Twenty-year Poetry & Popcorn tradition keeps students learning
Jul 03, 2019 04:31PM
● By Julie Slama
Fifth graders munching on popcorn while reading poetry isn’t a common sight, but it has become a beloved tradition at Longview Elementary. (Tina Nilsson/Longview Elementary)
By Julie Slama | [email protected]
On a Friday afternoon in late May, 10-year-old Brisseidy Martinez munched on popcorn and shared poetry with her classmates.
“It was fun,” she said. “We got to share the poems we’ve been writing. My favorite was to write about my life through my shoes.”
Brisseidy, and her classmates, included about 20 poems in bare, or blank, books and then shared them with each other before taking them home to read with their parents.
“In the last weeks, after testing, students are wanting to do something fun, but I still have ways for them to learn,” said Longview fifth-grade teacher Tina Nilsson, who even at the end of her 24-year teaching career didn’t want to wash desks and turn on a movie. “I introduced the poetry books in the 1990s and then spiral-bounded them. Now, students are practicing their computer skills on Chromebooks and we glue in their work.”
Nilsson teaches figurative language, homonyms and rhyming words as she introduces several methods for students to creatively write poems.
In Brisseidy’s favorite poem, Nilsson introduces the idea of looking back on their childhood in the form of shoes. For example, students may write about wearing pink booties and writing about winning a baby contest and the next stage of their lives, wearing red tennis shoes and scuffing them when riding a tricycle.
“It’s a way to write a biographical story in a form of a poem,” she said.
There’s the inside-outside poem, which may describe their inside self as being uncertain or thoughtful to their outside self as being outgoing and active in sports. The color poems beg students to include all their senses as they write about a certain color.
Students also may use the acrostic poem, in which the first letter of each line spells out a word or message. Often students learn that form with identifying who they are in association with their names. And for students who prefer math, there’s the mathematical poem, such as condensation + electricity = lightning storm, or perhaps more common, brother + me = fight.

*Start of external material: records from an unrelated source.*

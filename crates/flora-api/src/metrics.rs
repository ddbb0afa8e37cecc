//! Prometheus metrics for the gateway.

use std::time::Instant;

use axum::body::Body;
use axum::extract::MatchedPath;
use axum::http::{Request, Response};
use axum::middleware::Next;
use metrics::{counter, gauge, histogram};
use metrics_exporter_prometheus::{BuildError, PrometheusBuilder, PrometheusHandle};

/// Initialize the Prometheus metrics recorder.
/// Returns a handle that can be used to render metrics.
pub fn init_metrics() -> Result<PrometheusHandle, BuildError> {
    PrometheusBuilder::new().install_recorder()
}

/// Metric names as constants for consistency.
pub mod names {
    // HTTP metrics
    pub const HTTP_REQUESTS_TOTAL: &str = "flora_http_requests_total";
    pub const HTTP_REQUEST_DURATION_SECONDS: &str = "flora_http_request_duration_seconds";
    pub const HTTP_REQUESTS_IN_FLIGHT: &str = "flora_http_requests_in_flight";

    // Upstream inference metrics
    pub const UPSTREAM_CALLS_TOTAL: &str = "flora_upstream_calls_total";
    pub const UPSTREAM_DURATION_SECONDS: &str = "flora_upstream_duration_seconds";
    pub const CROP_ENDPOINT_FAILURES_TOTAL: &str = "flora_crop_endpoint_failures_total";

    // Uploads
    pub const UPLOAD_BYTES: &str = "flora_upload_bytes";
    pub const UPLOADS_REJECTED_TOTAL: &str = "flora_uploads_rejected_total";

    // Rate limiting metrics
    pub const RATE_LIMIT_HITS_TOTAL: &str = "flora_rate_limit_hits_total";
}

/// Record an HTTP request.
pub fn record_http_request(method: &str, path: &str, status: u16, duration_secs: f64) {
    let labels = [
        ("method", method.to_string()),
        ("path", path.to_string()),
        ("status", status.to_string()),
    ];

    counter!(names::HTTP_REQUESTS_TOTAL, &labels).increment(1);
    histogram!(names::HTTP_REQUEST_DURATION_SECONDS, &labels).record(duration_secs);
}

/// Record one call to an inference service.
pub fn record_upstream_call(service: &str, outcome: &str, duration_secs: f64) {
    let labels = [
        ("service", service.to_string()),
        ("outcome", outcome.to_string()),
    ];
    counter!(names::UPSTREAM_CALLS_TOTAL, &labels).increment(1);
    histogram!(names::UPSTREAM_DURATION_SECONDS, &labels).record(duration_secs);
}

/// Record a crop candidate path that did not answer.
pub fn record_crop_endpoint_failure(path: &str) {
    let labels = [("path", path.to_string())];
    counter!(names::CROP_ENDPOINT_FAILURES_TOTAL, &labels).increment(1);
}

/// Record the size of an accepted upload.
pub fn record_upload_bytes(bytes: usize) {
    histogram!(names::UPLOAD_BYTES).record(bytes as f64);
}

/// Record a rejected upload.
pub fn record_upload_rejected(reason: &str) {
    let labels = [("reason", reason.to_string())];
    counter!(names::UPLOADS_REJECTED_TOTAL, &labels).increment(1);
}

/// Record rate limit hit.
pub fn record_rate_limit_hit(endpoint: &str) {
    let labels = [("endpoint", endpoint.to_string())];
    counter!(names::RATE_LIMIT_HITS_TOTAL, &labels).increment(1);
}

/// Route template for labels; unmatched paths collapse to one value.
fn route_label(request: &Request<Body>) -> String {
    request
        .extensions()
        .get::<MatchedPath>()
        .map(|p| p.as_str().to_string())
        .unwrap_or_else(|| "unmatched".to_string())
}

/// Metrics middleware for HTTP requests.
pub async fn metrics_middleware(request: Request<Body>, next: Next) -> Response<Body> {
    let method = request.method().to_string();
    let path = route_label(&request);
    let start = Instant::now();

    gauge!(names::HTTP_REQUESTS_IN_FLIGHT).increment(1.0);

    let response = next.run(request).await;

    gauge!(names::HTTP_REQUESTS_IN_FLIGHT).decrement(1.0);

    let status = response.status().as_u16();
    let duration = start.elapsed().as_secs_f64();

    record_http_request(&method, &path, status, duration);

    response
}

“Some poems may be simple or silly, but they are opening their brains. Most kids have a sense of humor and are able to come up with some amazing work,” Nilsson said. “I’ve had students who come up to me and say that they are not excited about poetry. Many of those are the ones who later tell me what all they’ve learned, including the fact that they’re great poets.”
Through the poetry unit, as well as during the school year, Nilsson has students focus on learning Latin roots.
“We learn 10 Latin roots every two weeks instead of learning spelling words. We study their meaning and it has helped with students’ reading comprehension. They’re understanding the language and how it evolves and it has inspired students to use these words in their writing, including in their poetry,” she said.
While Nilsson said the annual Poetry & Popcorn party isn’t anything big, it has become a fun tradition for students.
“I’ve looked forward to doing this as soon as I knew I had Mrs. Nilsson for a teacher,” Brisseidy said. “My book is sitting on the mantel next to the book my sister made when she was in her class. It’s something I’ll keep forever.”